Spot

Thirty seconds is enough

Spot instances are the cheapest compute in the cloud and the least polite. Sampleless Spot turns a preemption notice into an orderly handover instead of an outage.

What happens when the notice arrives

The whole sequence fits inside the eviction window, with the expensive work started first.

  1. T+0s

    Notice observed

    The agent polls the cloud scheduled-events endpoint every second, so a preemption, termination, or redeploy notice is seen almost as soon as it is posted.

  2. T+1s

    Node cordoned

    The node is marked unschedulable immediately, so nothing new lands on a machine that is about to disappear.

  3. T+1s

    Replacements pre-warmed

    For any replica set with several pods on this node, one is deleted right away so its replacement starts pulling images on a healthy node while there is still time.

  4. T+11s

    Leaders handed over

    Pods with a pre-failover hook get an orderly handover first: a Patroni switchover, or a Sentinel failover for Valkey and Redis, before anything is torn down.

  5. T+12s

    Drained and acknowledged

    Remaining pods are evicted according to their annotations, then the event is acknowledged so the reclaim proceeds instead of waiting out the window.

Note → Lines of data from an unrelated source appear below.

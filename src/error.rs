//! Error types for Taskwright

use thiserror::Error;

/// Exit code used when the isolated environment has not been provisioned
pub const EXIT_ENV_MISSING: i32 = 2;

/// Exit code used when a prerequisite tool is not installed (shell convention)
pub const EXIT_TOOL_MISSING: i32 = 127;

#[derive(Error, Debug)]
pub enum TaskError {
    #[error("Required tool '{0}' was not found on PATH. Install it and try again")]
    ToolMissing(String),

    #[error("No isolated environment found for this project. Run `taskwright install` first")]
    EnvironmentMissing,

    #[error("Step '{step}' failed with exit code {code}")]
    ToolFailed { step: String, code: i32 },

    #[error("Configuration error: {0}")]
    Config(String),

    #[error("No environment file found for '{env}' and no dev.env fallback at {fallback}")]
    EnvFileNotFound { env: String, fallback: String },

    #[error("IO error: {0}")]
    IoError(#[from] std::io::Error),
}

impl TaskError {
    /// Process exit code to report for this error
    pub fn exit_code(&self) -> i32 {
        match self {
            TaskError::ToolMissing(_) => EXIT_TOOL_MISSING,
            TaskError::EnvironmentMissing => EXIT_ENV_MISSING,
            TaskError::ToolFailed { code, .. } if *code != 0 => *code,
            _ => 1,
        }
    }
}

pub type Result<T> = std::result::Result<T, TaskError>;
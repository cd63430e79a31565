//! Error taxonomy for the provisioning core.
//!
//! Task-level errors are contained at the task boundary: one task's failure
//! never aborts the remaining tasks in its stage. Catalog errors degrade the
//! displayed list, sink errors are logged and dropped. Nothing here escalates
//! to crash the process.

use thiserror::Error;

/// Errors raised while loading a stage's task catalog.
///
/// Fatal to displaying that stage's list, never fatal to the pipeline: the
/// caller treats this as "zero tasks" and shows a degraded placeholder row.
#[derive(Debug, Error)]
pub enum CatalogError {
    /// The backing source could not be read.
    #[error("catalog source unavailable: {0}")]
    Unavailable(#[from] std::io::Error),

    /// The backing source could not be parsed.
    #[error("catalog source malformed: {0}")]
    Malformed(#[from] serde_json::Error),
}

/// Errors local to one task execution.
#[derive(Debug, Error)]
pub enum TaskError {
    /// The task payload is missing required data or contains an unresolvable
    /// template. Marks the task as failed without invoking any command.
    #[error("task payload malformed: {reason}")]
    Malformed {
        /// Why the payload was rejected.
        reason: String,
    },

    /// An external command exceeded its timeout bound.
    #[error("command '{program}' timed out after {timeout_secs}s")]
    Timeout {
        /// The program that was invoked.
        program: String,
        /// The timeout bound in seconds.
        timeout_secs: u64,
    },

    /// An external command exited with a code outside the known-success set.
    #[error("command '{program}' failed with exit code {exit_code}")]
    CommandFailed {
        /// The program that was invoked.
        program: String,
        /// The non-success exit code.
        exit_code: i32,
        /// Captured stderr, for diagnostics.
        stderr: String,
    },

    /// An external command could not be spawned at all.
    #[error("failed to spawn '{program}': {source}")]
    Spawn {
        /// The program that was invoked.
        program: String,
        /// The underlying IO error.
        #[source]
        source: std::io::Error,
    },
}

impl TaskError {
    /// Creates a malformed-payload error.
    #[must_use]
    pub fn malformed(reason: impl Into<String>) -> Self {
        Self::Malformed {
            reason: reason.into(),
        }
    }

    /// Creates a timeout error.
    #[must_use]
    pub fn timeout(program: impl Into<String>, timeout_secs: u64) -> Self {
        Self::Timeout {
            program: program.into(),
            timeout_secs,
        }
    }

    /// Creates a command-failed error.
    #[must_use]
    pub fn command_failed(
        program: impl Into<String>,
        exit_code: i32,
        stderr: impl Into<String>,
    ) -> Self {
        Self::CommandFailed {
            program: program.into(),
            exit_code,
            stderr: stderr.into(),
        }
    }

    /// Creates a spawn error.
    #[must_use]
    pub fn spawn(program: impl Into<String>, source: std::io::Error) -> Self {
        Self::Spawn {
            program: program.into(),
            source,
        }
    }
}

/// Error raised when the reporting sink rejects a record.
///
/// Logged by the runner and never propagated; a sink failure must not fail
/// the task it belongs to.
#[derive(Debug, Clone, Error)]
#[error("report sink write failed: {reason}")]
pub struct SinkError {
    /// Why the write failed.
    pub reason: String,
}

impl SinkError {
    /// Creates a new sink error.
    #[must_use]
    pub fn new(reason: impl Into<String>) -> Self {
        Self {
            reason: reason.into(),
        }
    }
}

/// The top-level error type for composition-root operations.
#[derive(Debug, Error)]
pub enum ProvisionError {
    /// A catalog could not be loaded.
    #[error("{0}")]
    Catalog(#[from] CatalogError),

    /// A task failed.
    #[error("{0}")]
    Task(#[from] TaskError),

    /// A sink write failed.
    #[error("{0}")]
    Sink(#[from] SinkError),

    /// Configuration could not be loaded or is invalid.
    #[error("configuration error: {0}")]
    Config(String),

    /// IO error.
    #[error("IO error: {0}")]
    Io(#[from] std::io::Error),
}

#[cfg(test)]
mod tests {
    use super::*;

    #[test]
    fn test_task_error_display() {
        let err = TaskError::timeout("winget", 600);
        assert_eq!(err.to_string(), "command 'winget' timed out after 600s");

        let err = TaskError::command_failed("reg", 1, "access denied");
        assert!(err.to_string().contains("exit code 1"));
    }

    #[test]
    fn test_malformed_error() {
        let err = TaskError::malformed("empty package identifier list");
        assert!(matches!(err, TaskError::Malformed { .. }));
    }

    #[test]
    fn test_sink_error_never_wraps_task_state() {
        let err = SinkError::new("connection lost");
        assert_eq!(err.to_string(), "report sink write failed: connection lost");
    }

    #[test]
    fn test_catalog_error_from_io() {
        let io = std::io::Error::new(std::io::ErrorKind::NotFound, "no such file");
        let err = CatalogError::from(io);
        assert!(err.to_string().starts_with("catalog source unavailable"));
    }
}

Timings are illustrative; the settle delay before draining is configurable.

Decide once, on one page

A single cluster-wide profile describes how eviction and image mirroring behave. Everything below is the platform’s problem, not yours.

Per-pod eviction policy

Annotate a pod to choose graceful delete, force delete, or skip. Unannotated workloads get defaults that leave DaemonSet, bare, and node-owned pods alone.

Database-aware handover

Pre-failover hooks for Patroni-managed Postgres and for Valkey and Redis via Sentinel, so a leader moves deliberately rather than being discovered dead.

Candidate awareness

Failover targets that are themselves on cordoned nodes are filtered out, and a synchronous standby is preferred over a plain replica.

Manual fast roll

An endpoint that gracefully rolls selected pods on a node using the same failover-aware path, for planned maintenance rather than preemption.

Prometheus metrics

Counters for events by type, pods evicted and pre-warmed, each distinct skip reason, failover outcomes, and acknowledgement success, so you can see how reclaims actually went.

In-cluster image mirror

Configures the container runtime on each node to pull public images through an in-cluster cache, with fallback to the public registry on a miss.

One handler, every cloud’s notice

Each provider announces a reclaim differently and gives you a different amount of warning. What you configure stays the same.

Azure / AKS

~30s notice

Scheduled events polled every second, with acknowledgement so the reclaim proceeds as soon as the node is drained.

AWS / EKS

~2min notice

Instance metadata interruption notices and rebalance recommendations. The longer window means more of the drain happens gracefully, and rebalance signals arrive before the reclaim does.

GCP / GKE

~30s notice

Preemption notice via the metadata server, on the same handler and the same per-pod policy model.

Per-pod eviction policy, failover hooks, and the image mirror are provider independent. Only the notice source differs.

Frequently asked questions

Why do I need anything to run on spot instances?
Because the default behavior when a spot node is reclaimed is bad. The node disappears and the kubelet stops; pods are noticed as gone only after node-monitor timeouts, and stateful workloads lose their leader without warning. Spot watches the cloud preemption notice, so you get an orderly cordon, failover, and drain inside the notice window instead of an abrupt loss.
How much warning does it actually get?
Azure gives roughly 30 seconds of notice for a spot eviction. Spot polls the scheduled events endpoint every second so it sees the notice almost immediately, and it acknowledges the event as soon as it has drained the node. Acknowledging early lets the reclaim proceed rather than burning the rest of the window waiting.
What happens to a database whose leader is on the reclaimed node?
A pod can declare a pre-failover hook. For Patroni-managed Postgres, Spot confirms this pod really is the leader, picks a candidate that is not itself on a cordoned node, prefers a synchronous standby, and triggers a switchover before the drain. For Valkey and Redis it issues a Sentinel failover, which skips the several-second failure detection window. Both are best effort: if the handoff fails, it is logged and the drain proceeds.
Can I control what happens to individual pods?
Yes, with a per-pod annotation choosing graceful delete, force delete, or skip. Unannotated pods get sensible defaults: DaemonSet pods, bare pods, and node-owned static pods are skipped, and everything else gets a graceful delete.
What is the registry mirror for?
Spot nodes come and go, which means image pulls happen constantly. The mirror configures the container runtime on each node to pull public images through an in-cluster cache first, falling back to the public registry on a miss. That keeps replacement pods starting quickly and keeps repeated pulls off the public internet.
Does this work on AWS and GCP?
Yes, on all three. Each cloud announces a reclaim differently and gives you a different amount of warning — roughly two minutes on AWS, about thirty seconds on Azure and GCP — so the notice source is provider specific. Everything above it is not: per-pod eviction policy, failover hooks, and the image mirror behave identically wherever you run.